:: Task data ::
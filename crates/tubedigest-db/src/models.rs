//! Rust structs mapping to database tables.
//!
//! Each model implements `from_row` for constructing itself from a
//! `rusqlite::Row`.

use std::time::Duration;

use chrono::{DateTime, SecondsFormat, Utc};
use serde::Serialize;
use tubedigest_common::{ContentId, FeatureId, Stage};
use uuid::Uuid;

// ---------------------------------------------------------------------------
// helpers
// ---------------------------------------------------------------------------

/// Canonical text form for stored timestamps (`2024-05-01T18:30:00Z`).
pub fn to_db_time(t: &DateTime<Utc>) -> String {
    t.to_rfc3339_opts(SecondsFormat::Secs, true)
}

/// Current time in the stored text form.
pub fn db_now() -> String {
    to_db_time(&Utc::now())
}

fn conversion_err(
    idx: usize,
    e: impl std::error::Error + Send + Sync + 'static,
) -> rusqlite::Error {
    rusqlite::Error::FromSqlConversionFailure(idx, rusqlite::types::Type::Text, Box::new(e))
}

/// Parse a UUID-based ID from a text column.
fn parse_id<T: From<Uuid>>(row: &rusqlite::Row, idx: usize) -> rusqlite::Result<T> {
    let s: String = row.get(idx)?;
    let uuid = Uuid::parse_str(&s).map_err(|e| conversion_err(idx, e))?;
    Ok(T::from(uuid))
}

fn parse_time(row: &rusqlite::Row, idx: usize) -> rusqlite::Result<DateTime<Utc>> {
    let s: String = row.get(idx)?;
    DateTime::parse_from_rfc3339(&s)
        .map(|t| t.with_timezone(&Utc))
        .map_err(|e| conversion_err(idx, e))
}

fn parse_opt_time(row: &rusqlite::Row, idx: usize) -> rusqlite::Result<Option<DateTime<Utc>>> {
    let s: Option<String> = row.get(idx)?;
    s.map(|v| {
        DateTime::parse_from_rfc3339(&v)
            .map(|t| t.with_timezone(&Utc))
            .map_err(|e| conversion_err(idx, e))
    })
    .transpose()
}

fn parse_stage(row: &rusqlite::Row, idx: usize) -> rusqlite::Result<Stage> {
    let s: String = row.get(idx)?;
    s.parse().map_err(|e| conversion_err(idx, e))
}

// ---------------------------------------------------------------------------
// Channel
// ---------------------------------------------------------------------------

/// A curated source channel.
#[derive(Debug, Clone, Serialize)]
pub struct Channel {
    /// Opaque external channel id.
    pub id: String,
    pub name: String,
    pub url: String,
    pub description: Option<String>,
    /// `0` excludes the channel from discovery.
    pub activity_level: u8,
    /// Semicolon-delimited keyword filter.
    pub title_keywords: Option<String>,
    /// Watermark: latest publish time already discovered.
    pub last_published_at: Option<DateTime<Utc>>,
    pub created_at: String,
    pub updated_at: String,
}

impl Channel {
    pub fn from_row(row: &rusqlite::Row) -> rusqlite::Result<Self> {
        Ok(Self {
            id: row.get(0)?,
            name: row.get(1)?,
            url: row.get(2)?,
            description: row.get(3)?,
            activity_level: row.get(4)?,
            title_keywords: row.get(5)?,
            last_published_at: parse_opt_time(row, 6)?,
            created_at: row.get(7)?,
            updated_at: row.get(8)?,
        })
    }
}

/// Input for creating a channel.
#[derive(Debug, Clone)]
pub struct NewChannel {
    pub id: String,
    pub name: String,
    pub url: String,
    pub description: Option<String>,
    pub activity_level: u8,
    pub title_keywords: Option<String>,
}

// ---------------------------------------------------------------------------
// ContentItem
// ---------------------------------------------------------------------------

/// One discovered video and everything the pipeline derived from it.
#[derive(Debug, Clone, Serialize)]
pub struct ContentItem {
    pub id: ContentId,
    /// External video id, unique across the store.
    pub video_id: String,
    pub channel_id: String,
    pub title: String,
    pub length: Duration,
    pub published_at: DateTime<Utc>,
    pub stage: Stage,
    pub raw_transcript: Option<String>,
    pub filtered_transcript: Option<String>,
    pub summary_primary: Option<String>,
    pub summary_translated: Option<String>,
    /// Participant line split off the summarizer response.
    pub additional_notes: Option<String>,
    /// Administrative override; excluded from every stage when set.
    pub not_relevant: bool,
    pub post_id: Option<String>,
    pub created_at: String,
    pub updated_at: String,
}

impl ContentItem {
    pub fn from_row(row: &rusqlite::Row) -> rusqlite::Result<Self> {
        let length_secs: i64 = row.get(4)?;
        Ok(Self {
            id: parse_id(row, 0)?,
            video_id: row.get(1)?,
            channel_id: row.get(2)?,
            title: row.get(3)?,
            length: Duration::from_secs(length_secs.max(0) as u64),
            published_at: parse_time(row, 5)?,
            stage: parse_stage(row, 6)?,
            raw_transcript: row.get(7)?,
            filtered_transcript: row.get(8)?,
            summary_primary: row.get(9)?,
            summary_translated: row.get(10)?,
            additional_notes: row.get(11)?,
            not_relevant: row.get(12)?,
            post_id: row.get(13)?,
            created_at: row.get(14)?,
            updated_at: row.get(15)?,
        })
    }

    /// Whether publication has completed for this item.
    pub fn posted(&self) -> bool {
        self.stage == Stage::Published
    }

    /// Canonical watch URL on the source platform.
    pub fn source_url(&self) -> String {
        format!("https://www.youtube.com/watch?v={}", self.video_id)
    }
}

/// A video accepted by discovery, not yet persisted.
#[derive(Debug, Clone, PartialEq)]
pub struct NewContent {
    pub video_id: String,
    pub title: String,
    pub length: Duration,
    pub published_at: DateTime<Utc>,
}

// ---------------------------------------------------------------------------
// Feature
// ---------------------------------------------------------------------------

/// A known participant that summaries can be attributed to.
#[derive(Debug, Clone, Serialize)]
pub struct Feature {
    pub id: FeatureId,
    pub first_name_en: String,
    pub last_name_en: String,
    pub first_name_local: Option<String>,
    pub last_name_local: Option<String>,
    pub created_at: String,
    pub updated_at: String,
}

impl Feature {
    pub fn from_row(row: &rusqlite::Row) -> rusqlite::Result<Self> {
        Ok(Self {
            id: parse_id(row, 0)?,
            first_name_en: row.get(1)?,
            last_name_en: row.get(2)?,
            first_name_local: row.get(3)?,
            last_name_local: row.get(4)?,
            created_at: row.get(5)?,
            updated_at: row.get(6)?,
        })
    }
}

:: Goal of the exercise ::
Copy out the entries. Leave every line exactly as it is.

:: Exercise response ::
filename crates/tubedigest-db/src/models.rs
//! Rust structs mapping to database tables.
//!
//! Each model implements `from_row` for constructing itself from a
//! `rusqlite::Row`.

use std::time::Duration;

use chrono::{DateTime, SecondsFormat, Utc};
use serde::Serialize;
use tubedigest_common::{ContentId, FeatureId, Stage};
use uuid::Uuid;

// ---------------------------------------------------------------------------
// helpers
// ---------------------------------------------------------------------------

/// Canonical text form for stored timestamps (`2024-05-01T18:30:00Z`).
pub fn to_db_time(t: &DateTime<Utc>) -> String {
    t.to_rfc3339_opts(SecondsFormat::Secs, true)
}

/// Current time in the stored text form.
pub fn db_now() -> String {
    to_db_time(&Utc::now())
}

fn conversion_err(
    idx: usize,
    e: impl std::error::Error + Send + Sync + 'static,
) -> rusqlite::Error {
    rusqlite::Error::FromSqlConversionFailure(idx, rusqlite::types::Type::Text, Box::new(e))
}

/// Parse a UUID-based ID from a text column.
fn parse_id<T: From<Uuid>>(row: &rusqlite::Row, idx: usize) -> rusqlite::Result<T> {
    let s: String = row.get(idx)?;
    let uuid = Uuid::parse_str(&s).map_err(|e| conversion_err(idx, e))?;
    Ok(T::from(uuid))
}

fn parse_time(row: &rusqlite::Row, idx: usize) -> rusqlite::Result<DateTime<Utc>> {
    let s: String = row.get(idx)?;
    DateTime::parse_from_rfc3339(&s)
        .map(|t| t.with_timezone(&Utc))
        .map_err(|e| conversion_err(idx, e))
}

fn parse_opt_time(row: &rusqlite::Row, idx: usize) -> rusqlite::Result<Option<DateTime<Utc>>> {
    let s: Option<String> = row.get(idx)?;
    s.map(|v| {
        DateTime::parse_from_rfc3339(&v)
            .map(|t| t.with_timezone(&Utc))
            .map_err(|e| conversion_err(idx, e))
    })
    .transpose()
}

fn parse_stage(row: &rusqlite::Row, idx: usize) -> rusqlite::Result<Stage> {
    let s: String = row.get(idx)?;
    s.parse().map_err(|e| conversion_err(idx, e))
}

// ---------------------------------------------------------------------------
// Channel
// ---------------------------------------------------------------------------

/// A curated source channel.
#[derive(Debug, Clone, Serialize)]
pub struct Channel {
    /// Opaque external channel id.
    pub id: String,
    pub name: String,
    pub url: String,
    pub description: Option<String>,
    /// `0` excludes the channel from discovery.
    pub activity_level: u8,
    /// Semicolon-delimited keyword filter.
    pub title_keywords: Option<String>,
    /// Watermark: latest publish time already discovered.
    pub last_published_at: Option<DateTime<Utc>>,
    pub created_at: String,
    pub updated_at: String,
}

impl Channel {
    pub fn from_row(row: &rusqlite::Row) -> rusqlite::Result<Self> {
        Ok(Self {
            id: row.get(0)?,
            name: row.get(1)?,
            url: row.get(2)?,
            description: row.get(3)?,
            activity_level: row.get(4)?,
            title_keywords: row.get(5)?,
            last_published_at: parse_opt_time(row, 6)?,
            created_at: row.get(7)?,
            updated_at: row.get(8)?,
        })
    }
}

/// Input for creating a channel.
#[derive(Debug, Clone)]
pub struct NewChannel {
    pub id: String,
    pub name: String,
    pub url: String,
    pub description: Option<String>,
    pub activity_level: u8,
    pub title_keywords: Option<String>,
}

// ---------------------------------------------------------------------------
// ContentItem
// ---------------------------------------------------------------------------

/// One discovered video and everything the pipeline derived from it.
#[derive(Debug, Clone, Serialize)]
pub struct ContentItem {
    pub id: ContentId,
    /// External video id, unique across the store.
    pub video_id: String,
    pub channel_id: String,
    pub title: String,
    pub length: Duration,
    pub published_at: DateTime<Utc>,
    pub stage: Stage,
    pub raw_transcript: Option<String>,
    pub filtered_transcript: Option<String>,
    pub summary_primary: Option<String>,
    pub summary_translated: Option<String>,
    /// Participant line split off the summarizer response.
    pub additional_notes: Option<String>,
    /// Administrative override; excluded from every stage when set.
    pub not_relevant: bool,
    pub post_id: Option<String>,
    pub created_at: String,
    pub updated_at: String,
}

impl ContentItem {
    pub fn from_row(row: &rusqlite::Row) -> rusqlite::Result<Self> {
        let length_secs: i64 = row.get(4)?;
        Ok(Self {
            id: parse_id(row, 0)?,
            video_id: row.get(1)?,
            channel_id: row.get(2)?,
            title: row.get(3)?,
            length: Duration::from_secs(length_secs.max(0) as u64),
            published_at: parse_time(row, 5)?,
            stage: parse_stage(row, 6)?,
            raw_transcript: row.get(7)?,
            filtered_transcript: row.get(8)?,
            summary_primary: row.get(9)?,
            summary_translated: row.get(10)?,
            additional_notes: row.get(11)?,
            not_relevant: row.get(12)?,
            post_id: row.get(13)?,
            created_at: row.get(14)?,
            updated_at: row.get(15)?,
        })
    }

    /// Whether publication has completed for this item.
    pub fn posted(&self) -> bool {
        self.stage == Stage::Published
    }

    /// Canonical watch URL on the source platform.
    pub fn source_url(&self) -> String {
        format!("https://www.youtube.com/watch?v={}", self.video_id)
    }
}

/// A video accepted by discovery, not yet persisted.
#[derive(Debug, Clone, PartialEq)]
pub struct NewContent {
    pub video_id: String,
    pub title: String,
    pub length: Duration,
    pub published_at: DateTime<Utc>,
}

// ---------------------------------------------------------------------------
// Feature
// ---------------------------------------------------------------------------

/// A known participant that summaries can be attributed to.
#[derive(Debug, Clone, Serialize)]
pub struct Feature {
    pub id: FeatureId,
    pub first_name_en: String,
    pub last_name_en: String,
    pub first_name_local: Option<String>,
    pub last_name_local: Option<String>,
    pub created_at: String,
    pub updated_at: String,
}

impl Feature {
    pub fn from_row(row: &rusqlite::Row) -> rusqlite::Result<Self> {
        Ok(Self {
            id: parse_id(row, 0)?,
            first_name_en: row.get(1)?,
            last_name_en: row.get(2)?,
            first_name_local: row.get(3)?,
            last_name_local: row.get(4)?,
            created_at: row.get(5)?,
            updated_at: row.get(6)?,
        })
    }
}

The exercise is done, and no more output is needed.